The Maine Charitable Mechanic Association is a private non-profit organization located in Portland, Maine, United States. Founded in 1815, it has since 1859 been headquartered at Mechanics' Hall, 519 Congress Street, in the center of Portland. The library's hours are Tuesday through Thursday from 10:00 a.m. to 4:00 p.m.

== Founding ==
The MCMA was founded in 1815 as a way for local tradesmen to pool their resources, better their educations, and improve the quality of their work. Like many similar organizations that emerged in this period, the association aimed to help workers make the transition from an agrarian economy to an industrial economy. The association sponsored education for apprentices who worked as carpenters, masons, shipbuilders, jewelers, ironworkers, watchmakers, riggers, instrument makers, glass workers and more. The association's charter also declared that money would be set aside for "relieving the distress of unfortunate mechanics and their families."

== History ==
The MCMA opened its library in 1820. The library was housed in several locations around Portland until the erection in 1859 of Mechanics' Hall, built by members of the organization for their own use. The hall was designed by Thomas J. Sparrow, the first professional architect in Portland. In the late 1800s, famed local architect John Calvin Stevens designed the Mechanics' Hall ballroom. Mechanics' Hall was in 1973 added to the National Register of Historic Places.

The association flourished in the 19th century. It hosted many events, including musical performances and dances. Lectures were an especially popular draw for the organization; speakers like John Neal expounded on such topics as anatomy, physiology, natural philosophy, and modes of heating.

The MCMA also held several fairs and exhibitions to showcase the work of its members. Perhaps the grandest of these took place in 1854, when the association was not only allowed to use all the unused space in Portland City Hall, but raised a two-story building across the street and filled it with exhibits.

Mechanics' Hall was on occasion used for governmental purposes. In 1861, the MCMA offered the use of Mechanics' Hall as a mustering station for soldiers on their way to fight in the Civil War.

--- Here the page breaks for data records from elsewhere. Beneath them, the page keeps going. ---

// USAGE: run from the simulation output directory; the dataset name is taken
// from the first other/*.ts.nc found and the figure lands next to it as
// <name>.evolution.<filetype>.

use anyhow::Result;
use clap::Parser;
use std::path::Path;

use evolution_overview::{discover_dataset, plot::render_evolution};

/// Plot the state-evolution overview figure for a UCLALES run.
#[derive(Parser)]
#[command(version, about)]
struct Args {
    /// Output image format (svg or png)
    #[arg(long, default_value = "svg")]
    filetype: String,
}

fn main() -> Result<()> {
    env_logger::Builder::from_env(env_logger::Env::default().default_filter_or("info")).init();
    let args = Args::parse();

    let base = Path::new(".");
    let name = discover_dataset(base)?;
    log::info!("plotting evolution for `{name}`");

    let out = render_evolution(base, &name, &args.filetype, base)?;
    log::info!("wrote `{}`", out.display());
    Ok(())
}
//! # dissector-core
//!
//! Debugger plugin descriptors and the logic that decides when to load them.
//!
//! This crate provides:
//! - The descriptor contract (`DebuggerActions`, `DebuggerProperties`, `DebuggerHandle`)
//! - A registry and a controller that loads/unloads at most one debugger per process
//! - Preference parsing for the global and per-application property lists
//! - A `dlopen`-based backend for library-packaged inspection tools
//! - The restart prompt model used when a debugger cannot be unloaded in place
//!
//! ## Platform Support
//!
//! - **iOS**: the real target, driven by the injected `dissector-tweak` library
//! - **macOS / Linux**: enough to run the CLI and the tests
//!
//! ## Why unsafe code is needed
//!
//! Loading a library into the running process means calling the dynamic
//! loader (`dlopen`, `dlclose`, `dlerror`) and, on Apple platforms, Mach
//! task APIs. These are wrapped in safe functions in [`platform`].

#![allow(unsafe_code)] // Required for the dynamic loader and Mach APIs

pub mod config;
pub mod debugger;
pub mod error;
pub mod handle;
pub mod lifecycle;
pub mod platform;
pub mod preferences;
pub mod prelude;
pub mod prompt;
pub mod registry;
pub mod types;

pub use debugger::{ActiveDebugger, DebuggerActions, DebuggerProperties};
// Re-export commonly used types
pub use error::{DissectorError, Result};
pub use handle::DebuggerHandle;
pub use registry::{DebuggerController, DebuggerRegistry, Transition};
pub use types::{DebuggerFlags, DebuggerType, ProcessContext};
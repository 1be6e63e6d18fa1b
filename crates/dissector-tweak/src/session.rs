//! Per-process state of the injected library.
//!
//! A [`Session`] is created once when the library is loaded into an
//! application. Every [`refresh`](Session::refresh) re-reads the preference
//! files and moves the process to whatever debugger they now ask for.

use dissector_core::config::Config;
use dissector_core::preferences::Preferences;
use dissector_core::prompt::RestartPrompt;
use dissector_core::registry::{DebuggerController, DebuggerRegistry, Transition};
use dissector_core::types::{DebuggerType, ProcessContext};
use dissector_core::{DissectorError, Result};
use dissector_utils::ds_log;
use tracing::{info, warn};

/// Debugger state for the application this library was injected into
#[derive(Debug)]
pub struct Session
{
    config: Config,
    controller: DebuggerController,
    app_name: String,
    // Desired debugger the user was last asked to restart for
    prompted: Option<DebuggerType>,
}

impl Session
{
    /// Session backed by the library-packaged Reveal and Spark Inspector descriptors.
    #[must_use]
    pub fn new(config: Config, context: ProcessContext, app_name: impl Into<String>) -> Self
    {
        let registry = DebuggerRegistry::with_defaults(&config);
        Self::with_registry(config, registry, context, app_name)
    }

    /// Session with a caller-supplied registry.
    #[must_use]
    pub fn with_registry(
        config: Config,
        registry: DebuggerRegistry,
        context: ProcessContext,
        app_name: impl Into<String>,
    ) -> Self
    {
        Self {
            config,
            controller: DebuggerController::new(registry, context),
            app_name: app_name.into(),
            prompted: None,
        }
    }

    /// Controller owning the active debugger.
    pub fn controller(&self) -> &DebuggerController
    {
        &self.controller
    }

    /// Application this session runs in.
    pub fn context(&self) -> &ProcessContext
    {
        self.controller.context()
    }

    /// Re-read the preferences and apply the debugger they resolve to.
    ///
    /// Returns the prompt to show when the change needs a restart and the
    /// user wants to be asked. The same prompt is not returned twice in a
    /// row for the same desired debugger.
    ///
    /// A debugger that may not run in this process is logged and skipped.
    ///
    /// ## Errors
    ///
    /// - `Preferences`: a preference file could not be read
    /// - any load or unload failure from the controller
    pub fn refresh(&mut self) -> Result<Option<RestartPrompt>>
    {
        let prefs = Preferences::load(&self.config)?;
        let desired = prefs.resolve(self.controller.context());
        ds_log!("{} resolves to {}", self.controller.context(), desired);

        let transition = match self.controller.apply(desired) {
            Ok(transition) => transition,
            Err(DissectorError::Unsupported(reason)) => {
                warn!("{}: {reason}", self.controller.context());
                return Ok(None);
            }
            Err(e) => return Err(e),
        };

        if !matches!(transition, Transition::RestartRequired { .. }) {
            self.prompted = None;
            return Ok(None);
        }
        if !prefs.settings.prompt_for_restart || self.prompted == Some(desired) {
            return Ok(None);
        }

        self.prompted = Some(desired);
        Ok(RestartPrompt::for_transition(&transition, &self.app_name))
    }

    /// Unload the active debugger when the library is torn down.
    pub fn shutdown(&mut self)
    {
        match self.controller.shutdown() {
            Ok(true) => info!("{}: debugger unloaded", self.controller.context()),
            Ok(false) => info!("{}: {} stays loaded", self.controller.context(), self.controller.active()),
            Err(e) => warn!("{}: {e}", self.controller.context()),
        }
    }
}
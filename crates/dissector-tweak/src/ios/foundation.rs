//! Foundation string and bundle helpers.

use std::ffi::{CStr, CString};
use std::os::raw::c_char;

use objc::runtime::{Class, Object};
use objc::{msg_send, sel, sel_impl};

/// Autoreleased `NSString` copy of `value`, or nil if it contains a NUL byte.
///
/// # Safety
///
/// Needs an autorelease pool in scope, or the string leaks.
pub unsafe fn ns_string(value: &str) -> *mut Object
{
    let (Some(cls), Ok(value)) = (Class::get("NSString"), CString::new(value)) else {
        return std::ptr::null_mut();
    };
    msg_send![cls, stringWithUTF8String: value.as_ptr()]
}

/// Rust copy of an `NSString`; `None` for nil.
///
/// # Safety
///
/// `string` must be nil or point to a live `NSString`.
pub unsafe fn to_string(string: *mut Object) -> Option<String>
{
    if string.is_null() {
        return None;
    }
    let utf8: *const c_char = msg_send![string, UTF8String];
    if utf8.is_null() {
        return None;
    }
    Some(CStr::from_ptr(utf8).to_string_lossy().into_owned())
}

unsafe fn main_bundle() -> *mut Object
{
    match Class::get("NSBundle") {
        Some(cls) => msg_send![cls, mainBundle],
        None => std::ptr::null_mut(),
    }
}

pub fn bundle_identifier() -> Option<String>
{
    unsafe {
        let bundle = main_bundle();
        if bundle.is_null() {
            return None;
        }
        let identifier: *mut Object = msg_send![bundle, bundleIdentifier];
        to_string(identifier)
    }
}

/// `CFBundleDisplayName`, falling back to `CFBundleName`.
pub fn display_name() -> Option<String>
{
    unsafe {
        let bundle = main_bundle();
        if bundle.is_null() {
            return None;
        }
        ["CFBundleDisplayName", "CFBundleName"].into_iter().find_map(|key| {
            let value: *mut Object = msg_send![bundle, objectForInfoDictionaryKey: ns_string(key)];
            to_string(value)
        })
    }
}
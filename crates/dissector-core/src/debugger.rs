//! # Debugger Descriptors
//!
//! The plugin contract every debugger integration implements.
//!
//! Each integration (Reveal, Spark Inspector) is described by a
//! [`DebuggerProperties`] value: its type tag, its capability flags, and a
//! boxed [`DebuggerActions`] implementation that knows how to attach and
//! detach the tool. Descriptors are stateless; the handle produced by `load`
//! is owned by the caller (normally the
//! [`DebuggerController`](crate::registry::DebuggerController)).
//!
//! ## Lifecycle
//!
//! 1. `load()` returns a [`DebuggerHandle`]
//! 2. The caller stores it in an [`ActiveDebugger`] record
//! 3. `unload(handle)` consumes it
//!
//! Because `unload` takes the handle by value, the compiler rules out
//! unloading the same attachment twice.

use std::fmt;

use crate::error::Result;
use crate::handle::DebuggerHandle;
use crate::types::{DebuggerFlags, DebuggerType};

/// Load/unload operations for one debugger integration
///
/// ## Thread Safety
///
/// Implementations must be `Send + Sync` so descriptors can live in a
/// process-wide registry, but the controller only ever calls them from a
/// single thread.
pub trait DebuggerActions: Send + Sync
{
    /// Attach the inspection tool to the current process
    ///
    /// Typically loads a dynamic library. All configuration comes from the
    /// descriptor itself; there are no parameters.
    ///
    /// ## Errors
    ///
    /// - `LibraryNotFound`: the tool is not installed
    /// - `InvalidImage`: the installed file is not a loadable library
    /// - `LoadFailed`: the loader rejected the library
    fn load(&self) -> Result<DebuggerHandle>;

    /// Reverse whatever `load` did
    ///
    /// ## Errors
    ///
    /// - `HandleMismatch`: `handle` was produced by another debugger
    /// - `UnloadFailed`: the loader refused to release the library
    fn unload(&self, handle: DebuggerHandle) -> Result<()>;
}

/// Static descriptor for one debugger integration
pub struct DebuggerProperties
{
    /// Which debugger this descriptor implements
    pub debugger: DebuggerType,
    /// Capabilities consulted before calling `load`/`unload`
    pub flags: DebuggerFlags,
    /// The integration's operations
    pub actions: Box<dyn DebuggerActions>,
}

impl DebuggerProperties
{
    /// Bundle a type tag, flags, and operations together.
    pub fn new(debugger: DebuggerType, flags: DebuggerFlags, actions: impl DebuggerActions + 'static) -> Self
    {
        Self {
            debugger,
            flags,
            actions: Box::new(actions),
        }
    }
}

impl fmt::Debug for DebuggerProperties
{
    fn fmt(&self, f: &mut fmt::Formatter<'_>) -> fmt::Result
    {
        f.debug_struct("DebuggerProperties")
            .field("debugger", &self.debugger)
            .field("flags", &self.flags)
            .finish_non_exhaustive()
    }
}

/// A debugger that is currently loaded into this process
///
/// Created when `load` succeeds; consumed when its handle is given to
/// `unload`.
#[derive(Debug)]
pub struct ActiveDebugger
{
    /// Which debugger is loaded
    pub debugger: DebuggerType,
    /// Handle returned by that debugger's `load`
    pub handle: DebuggerHandle,
}
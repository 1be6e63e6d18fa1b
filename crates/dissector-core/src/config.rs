//! # Configuration
//!
//! File locations used by Dissector.
//!
//! The defaults are the fixed paths on a jailbroken device. Every path can be
//! overridden through an environment variable, which is how the CLI is pointed
//! at a copy of the preferences and how the tests avoid touching `/var`.
//!
//! ## Environment Variables
//!
//! - `DISSECTOR_SETTINGS_PLIST`: global settings property list
//! - `DISSECTOR_APPLICATIONS_PLIST`: per-application property list
//! - `DISSECTOR_REVEAL_LIBRARY`: Reveal instrumentation library
//! - `DISSECTOR_SPARK_INSPECTOR_LIBRARY`: Spark Inspector instrumentation library

use std::env;
use std::path::{Path, PathBuf};

use crate::types::DebuggerType;

/// Default global settings file.
pub const DEFAULT_SETTINGS_PLIST: &str = "/var/mobile/Library/Preferences/com.mologie.dissector.plist";
/// Default per-application settings file.
pub const DEFAULT_APPLICATIONS_PLIST: &str = "/var/mobile/Library/Preferences/com.mologie.dissector.applications.plist";
/// Default Reveal library.
pub const DEFAULT_REVEAL_LIBRARY: &str = "/Library/Dissector/Reveal.dylib";
/// Default Spark Inspector library.
pub const DEFAULT_SPARK_INSPECTOR_LIBRARY: &str = "/Library/Dissector/SparkInspector.dylib";

/// Paths Dissector reads from
#[derive(Debug, Clone, PartialEq, Eq)]
pub struct Config
{
    /// Global settings property list
    pub settings_plist: PathBuf,
    /// Per-application property list
    pub applications_plist: PathBuf,
    /// Reveal instrumentation library
    pub reveal_library: PathBuf,
    /// Spark Inspector instrumentation library
    pub spark_inspector_library: PathBuf,
}

impl Default for Config
{
    fn default() -> Self
    {
        Self {
            settings_plist: PathBuf::from(DEFAULT_SETTINGS_PLIST),
            applications_plist: PathBuf::from(DEFAULT_APPLICATIONS_PLIST),
            reveal_library: PathBuf::from(DEFAULT_REVEAL_LIBRARY),
            spark_inspector_library: PathBuf::from(DEFAULT_SPARK_INSPECTOR_LIBRARY),
        }
    }
}

impl Config
{
    /// Build a configuration from the defaults and any `DISSECTOR_*` overrides.
    ///
    /// Empty variables are ignored.
    #[must_use]
    pub fn from_env() -> Self
    {
        Self::from_lookup(|key| env::var(key).ok())
    }

    /// Same as [`Config::from_env`], with a custom variable source.
    pub fn from_lookup(lookup: impl Fn(&str) -> Option<String>) -> Self
    {
        let mut config = Self::default();
        let overrides: [(&str, &mut PathBuf); 4] = [
            ("DISSECTOR_SETTINGS_PLIST", &mut config.settings_plist),
            ("DISSECTOR_APPLICATIONS_PLIST", &mut config.applications_plist),
            ("DISSECTOR_REVEAL_LIBRARY", &mut config.reveal_library),
            ("DISSECTOR_SPARK_INSPECTOR_LIBRARY", &mut config.spark_inspector_library),
        ];
        for (key, slot) in overrides {
            if let Some(value) = lookup(key).filter(|v| !v.is_empty()) {
                *slot = PathBuf::from(value);
            }
        }
        config
    }

    /// Library that implements `debugger`, if it has one.
    #[must_use]
    pub fn library_path(&self, debugger: DebuggerType) -> Option<&Path>
    {
        match debugger {
            DebuggerType::None => None,
            DebuggerType::SparkInspector => Some(&self.spark_inspector_library),
            DebuggerType::Reveal => Some(&self.reveal_library),
        }
    }
}

#[cfg(test)]
mod tests
{
    use super::*;

    #[test]
    fn test_defaults()
    {
        let config = Config::default();
        assert_eq!(config.settings_plist, PathBuf::from(DEFAULT_SETTINGS_PLIST));
        assert_eq!(config.library_path(DebuggerType::Reveal), Some(Path::new(DEFAULT_REVEAL_LIBRARY)));
        assert_eq!(config.library_path(DebuggerType::None), None);
    }

    #[test]
    fn test_overrides()
    {
        let config = Config::from_lookup(|key| match key {
            "DISSECTOR_SETTINGS_PLIST" => Some("/tmp/settings.plist".to_string()),
            "DISSECTOR_REVEAL_LIBRARY" => Some(String::new()),
            _ => None,
        });
        assert_eq!(config.settings_plist, PathBuf::from("/tmp/settings.plist"));
        // Empty values fall back to the default
        assert_eq!(config.reveal_library, PathBuf::from(DEFAULT_REVEAL_LIBRARY));
        assert_eq!(config.applications_plist, PathBuf::from(DEFAULT_APPLICATIONS_PLIST));
    }
}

After a terrible fire destroyed much of Portland in 1866, Mechanics' Hall served for a time as City Hall.

In 1875, the MCMA began to offer free classes in mechanical drawing, a practice it would continue until 1983. John Calvin Stevens was among the instructors.

Membership in the Maine Charitable Mechanic Association dwindled through the 20th and early 21st century as did the scope of its activities. However, the association is now enjoying a renaissance with many new members and enlivened creative programming. Today, MCMA has about four hundred members. It continues to operate its library at Mechanics' Hall, which offers a slate of lectures, book groups, and other events of artistic and historical interest. Its collection contains over 30,000 volumes that include both general interests and specialized collections. It is one of the few membership libraries still active in the United States, and one of the few Mechanics' Institutes remaining in the western hemisphere.